Electric field distribution within 3.0 µL droplets with an applied voltage of 180 V shown as 2D cross-sectional views simulated using COMSOL Multiphysics V5.5. (A) A beaded hemispherical droplet and (B) a droplet in the surface tension trap. Both droplets have approximately 25% of their volume exposed to >10% of the maximum field strength of 18 kV/cm (colored region). The trap ensures consistent electrode coverage across wells. Future iterations of the trap geometry could enable lower droplet volumes achieving higher transformation efficiency while maintaining uniform droplet/electrode coverage. The color scale represents electric field strength in kV/cm. Note, this simulation utilizes water, with a relative permittivity of 80 and conductivity of 5.6 × 10⁻⁴ [S/m], as a representative model for illustrative purposes and does not account for the complex dielectric properties of cells and DNA.

Figure 6

(A) Normalized transformation efficiency from combined experimental runs indicates that transformation efficiency increases with increasing voltage and (B) normalized CV in CFU from combined experimental runs indicate that CFU variability decreases with increasing pulse voltage and plasmid concentration. 24 replicates were used per condition with a couple exceptions.
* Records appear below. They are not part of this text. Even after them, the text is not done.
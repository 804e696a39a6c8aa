//! Shared startup for the cardgrade binaries.

use cardgrade_core::{CardgradeConfig, init_tracing, load_config};
use std::path::PathBuf;
use tracing_appender::non_blocking::WorkerGuard;

/// Everything a binary needs before doing its work.
pub struct Startup {
    pub config: CardgradeConfig,
    /// Flushes file logs on drop; keep alive until exit.
    pub log_guard: Option<WorkerGuard>,
}

/// Load `.env`, resolve configuration against the current directory, and
/// install tracing under `app_name`.
pub fn startup(app_name: &str) -> anyhow::Result<Startup> {
    let _ = dotenvy::dotenv();

    let workspace = std::env::current_dir().unwrap_or_else(|_| PathBuf::from("."));
    let config = load_config(Some(&workspace), None)
        .map_err(|e| anyhow::anyhow!("Configuration error: {}", e))?;
    let log_guard = init_tracing(&config.logging, app_name);

    tracing::debug!(workspace = %workspace.display(), "Configuration loaded");
    Ok(Startup { config, log_guard })
}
A dispensing error occurred in the second run that caused all droplets for the 225 V, 0.16 ng/μL and half of the droplets for the 180 V, 0.16 ng/μL conditions to partially fill the E-Plate. As a result, the data for the 225 V, 0.16 ng/μL condition could not be combined and normalized. Instead, we employed a proportional ratio-based estimation approach to calculate the relative efficiency and CV for this condition as described in the Supplementary Material.